Thomas, Money funds the entire spectrum of activities. If you take money away, you are restricting the amount and kinds of activities that it pays for. These are the low-level abstraction specifics - more extensional and more objective "detail" descriptions of what goes on.

Taking away funds must be for a reason, and a reason must be tied to which specific activities are to be reduced or curtailed. For your desire to be anything but an unsubstantiated high level abstraction, you should be able to state, in specific terms, which specific activities you think need to be curtailed and why. The activities must also be those things that are under some management control - that is to say "discretionary".

The same detail requirement is necessary with respect to the agency that will be getting more funds. What specific activities are to be increased, or added.

Thirdly, why or how is this change of activities going to change the nature of the "problem" in specifics.

Additionally, the "problem" or "problems" must be described in very specific extensional terms - with sufficient detail that the activities that are to be curtailed and increased are directly related to the problem.

"Social problems" is unspecific.

Crimes and misdemeanors are "social problems" because they measure activities and events that detract from the "good order" of society, in that they measure the frequency of acts that have been specifically identified by authorized groups of individuals as prohibited.
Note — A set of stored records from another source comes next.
//! Transaction engine
//!
//! Builds START/STOP conditions and 9-clock byte frames on top of the
//! [`LineDriver`]. Every byte, in either direction, is eight data bits
//! MSB-first plus one acknowledgment bit, and the master drives the clock
//! for all nine.
//!
//! # Failure discipline
//!
//! A line fault inside a frame is returned to the caller, never masked. A
//! refused byte and a clock that never rose are equally terminal for the
//! transfer, and the bus must see a STOP before the next one. The
//! composite operations here ([`BitBangI2c::probe`], [`BitBangI2c::scan`]
//! and the `embedded_hal` transfers) issue that STOP themselves.

use embedded_hal::delay::DelayNs;
use embedded_hal::i2c::{ErrorType, I2c, Operation, SevenBitAddress};
use twinwire_hal::{Address, I2cPrimitives, LineLevels, LineMask, LinePort, NackSource};

use super::error::BusError;
use super::line::LineDriver;
use super::scan::{scan_range, AddressSet};
use super::timing::BusTiming;

/// Clock pulses tried by [`BitBangI2c::recover`] before giving up
const RECOVERY_PULSES: u8 = 9;

/// Bit-banged I2C master
pub struct BitBangI2c<P, D> {
    lines: LineDriver<P, D>,
}

impl<P: LinePort, D: DelayNs> BitBangI2c<P, D> {
    /// Create an engine on a line port; both lines start released
    pub fn new(port: P, delay: D, timing: BusTiming) -> Self {
        Self {
            lines: LineDriver::new(port, delay, timing),
        }
    }

    /// Release both lines and confirm they read high
    ///
    /// Fails with a line fault if a pull-up is missing or a slave is
    /// holding a line. Calling it again on a healthy bus changes nothing.
    pub fn bus_idle(&mut self) -> Result<(), BusError> {
        self.lines.release_sda();
        self.lines.release_scl();
        self.lines.wait_high(LineMask::BOTH)?;
        self.lines.delay_half_cycle();
        Ok(())
    }

    /// Generate a START condition: data falls while the clock is high
    ///
    /// Expects an idle bus; call [`BitBangI2c::bus_idle`] first.
    pub fn start(&mut self) -> Result<(), BusError> {
        self.start_condition()
    }

    /// Generate a repeated START in the middle of a transfer
    ///
    /// Used to turn a register-pointer write into a read without letting
    /// go of the bus.
    pub fn restart(&mut self) -> Result<(), BusError> {
        self.start_condition()
    }

    fn start_condition(&mut self) -> Result<(), BusError> {
        // data goes high while the clock is still low, so no STOP/START yet
        self.lines.release_sda();
        self.lines.release_scl();
        self.lines.wait_high(LineMask::BOTH)?;
        self.lines.pull_sda_low();
        self.lines.pull_scl_low();
        Ok(())
    }

    /// Generate a STOP condition: data rises while the clock is high
    ///
    /// The clock is brought low before data is pulled low, so calling this
    /// from any state never produces a spurious START. Both lines are
    /// released on return even if the clock never rose.
    pub fn stop(&mut self) -> Result<(), BusError> {
        self.lines.pull_scl_low();
        self.lines.pull_sda_low();
        self.lines.release_scl();
        let clock = self.lines.wait_high(LineMask::SCL);
        self.lines.delay_half_cycle();
        self.lines.release_sda();
        clock?;
        self.lines.wait_high(LineMask::SDA)
    }

    fn write_bit(&mut self, bit: bool) -> Result<(), BusError> {
        self.lines.set_sda(bit);
        self.lines.release_scl();
        self.lines.wait_high(LineMask::SCL)?;
        self.lines.pull_scl_low();
        Ok(())
    }

    /// Clock one bit in; data must already be released
    fn read_bit(&mut self) -> Result<bool, BusError> {
        self.lines.release_scl();
        self.lines.wait_high(LineMask::SCL)?;
        let bit = self.lines.read_lines().sda;
        self.lines.pull_scl_low();
        Ok(bit)
    }

    /// Clock out a byte MSB-first and sample the acknowledgment
    ///
    /// Returns `Ok(true)` if the receiver held data low on the ninth clock.
    pub fn write_byte(&mut self, byte: u8) -> Result<bool, BusError> {
        for i in (0..8).rev() {
            self.write_bit(byte & (1 << i) != 0)?;
        }
        self.lines.release_sda();
        let nack = self.read_bit()?;
        Ok(!nack)
    }

    /// Clock in a byte MSB-first, then drive the acknowledgment
    ///
    /// `ack = false` (NACK) must be used on the last byte of a read.
    pub fn read_byte(&mut self, ack: bool) -> Result<u8, BusError> {
        self.lines.release_sda();
        let mut value = 0u8;
        for _ in 0..8 {
            value = (value << 1) | self.read_bit()? as u8;
        }
        self.write_bit(!ack)?;
        Ok(value)
    }

    /// Check whether a device acknowledges its write address
    ///
    /// Idle check, START, address byte, STOP. Device state is untouched.
    pub fn probe(&mut self, address: Address) -> Result<bool, BusError> {
        I2cPrimitives::probe(self, address)
    }

    /// Probe every non-reserved address (0x03 to 0x77)
    ///
    /// A line fault ends the scan early since no later probe can succeed.
    pub fn scan(&mut self) -> Result<AddressSet, BusError> {
        let mut found = AddressSet::new();
        for address in scan_range() {
            if self.probe(address)? {
                found.insert(address);
            }
        }
        Ok(found)
    }

    /// Probe an inclusive address range
    pub fn scan_between(&mut self, first: Address, last: Address) -> Result<AddressSet, BusError> {
        let mut found = AddressSet::new();
        for raw in first.get()..=last.get() {
            let address = Address::masked(raw);
            if self.probe(address)? {
                found.insert(address);
            }
        }
        Ok(found)
    }

    /// Release both lines and report what they read after half a cycle
    ///
    /// Both high means the pull-ups are fitted and nobody holds the bus.
    pub fn check_lines(&mut self) -> LineLevels {
        self.lines.release_sda();
        self.lines.release_scl();
        self.lines.read_lines()
    }

    /// Free a slave that is holding data low mid-byte
    ///
    /// Clocks up to nine pulses until data reads high, then issues STOP.
    pub fn recover(&mut self) -> Result<(), BusError> {
        self.lines.release_sda();
        for _ in 0..RECOVERY_PULSES {
            if self.lines.read_lines().sda {
                break;
            }
            self.lines.pull_scl_low();
            self.lines.release_scl();
            self.lines.wait_high(LineMask::SCL)?;
        }
        self.stop()
    }

    fn send_address(&mut self, byte: u8) -> Result<(), BusError> {
        if self.write_byte(byte)? {
            Ok(())
        } else {
            Err(BusError::Nack(NackSource::Address))
        }
    }

    fn run_operations(
        &mut self,
        address: Address,
        operations: &mut [Operation<'_>],
    ) -> Result<(), BusError> {
        let mut previous: Option<bool> = None;

        for index in 0..operations.len() {
            let is_read = matches!(operations[index], Operation::Read(_));
            let next_is_read = operations
                .get(index + 1)
                .map(|op| matches!(op, Operation::Read(_)));

            // direction changes need a (repeated) START and a fresh address byte
            if previous != Some(is_read) {
                if previous.is_none() {
                    self.start()?;
                } else {
                    self.restart()?;
                }
                let byte = if is_read {
                    address.read_byte()
                } else {
                    address.write_byte()
                };
                self.send_address(byte)?;
            }

            match &mut operations[index] {
                Operation::Write(bytes) => {
                    for &byte in bytes.iter() {
                        if !self.write_byte(byte)? {
                            return Err(BusError::Nack(NackSource::Data));
                        }
                    }
                }
                Operation::Read(buffer) => {
                    let continues = next_is_read == Some(true);
                    if buffer.is_empty() && !continues {
                        // the device is already driving a byte; NACK it so
                        // data is free for the STOP
                        self.read_byte(false)?;
                    }
                    let last = buffer.len().saturating_sub(1);
                    for (i, byte) in buffer.iter_mut().enumerate() {
                        *byte = self.read_byte(i != last || continues)?;
                    }
                }
            }

            previous = Some(is_read);
        }

        Ok(())
    }

    /// Borrow the line driver
    pub fn lines(&self) -> &LineDriver<P, D> {
        &self.lines
    }

    /// Borrow the line port
    pub fn port(&self) -> &P {
        self.lines.port()
    }

    /// Mutably borrow the line port
    pub fn port_mut(&mut self) -> &mut P {
        self.lines.port_mut()
    }

    /// Timing in use
    pub fn timing(&self) -> BusTiming {
        self.lines.timing()
    }

    /// Give back the port and delay
    pub fn release(self) -> (P, D) {
        self.lines.release()
    }
}

impl<P: LinePort, D: DelayNs> I2cPrimitives for BitBangI2c<P, D> {
    type Error = BusError;

    fn bus_idle(&mut self) -> Result<(), BusError> {
        BitBangI2c::bus_idle(self)
    }

    fn start(&mut self) -> Result<(), BusError> {
        BitBangI2c::start(self)
    }

    fn restart(&mut self) -> Result<(), BusError> {
        BitBangI2c::restart(self)
    }

    fn stop(&mut self) -> Result<(), BusError> {
        BitBangI2c::stop(self)
    }

    fn write_byte(&mut self, byte: u8) -> Result<bool, BusError> {
        BitBangI2c::write_byte(self, byte)
    }

    fn read_byte(&mut self, ack: bool) -> Result<u8, BusError> {
        BitBangI2c::read_byte(self, ack)
    }
}

impl<P, D> ErrorType for BitBangI2c<P, D> {
    type Error = BusError;
}

impl<P: LinePort, D: DelayNs> I2c<SevenBitAddress> for BitBangI2c<P, D> {
    fn transaction(
        &mut self,
        address: SevenBitAddress,
        operations: &mut [Operation<'_>],
    ) -> Result<(), Self::Error> {
        self.bus_idle()?;
        let result = self.run_operations(Address::masked(address), operations);
        self.finish(result)
    }
}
The legal system is specified as the agency charged with dealing with these two classes of social problems, and charged with dealing with them in a corrective or retribution style way, based on the philosophy that "punishment" for perpetrators will act as a deterrent, and education will reduce recidivism.

So "drinking and driving" school mandated by DUI convictions, fines and jail sentences for crimes and misdemeanors, and other responses, such as community service, are specific proposed means for dealing with the perpetrators of crimes and misdemeanors. The society specifies what acts fall into which category.

The philosophy of the justice system is based on a combination of deterrence and rehabilitation. It is designed to handle certain behaviors identified as "problems" with a dual approach that escalates with successive "offenses". The welfare system is designed to help people get out of the joblessness and homelessness situation. The education system . . ..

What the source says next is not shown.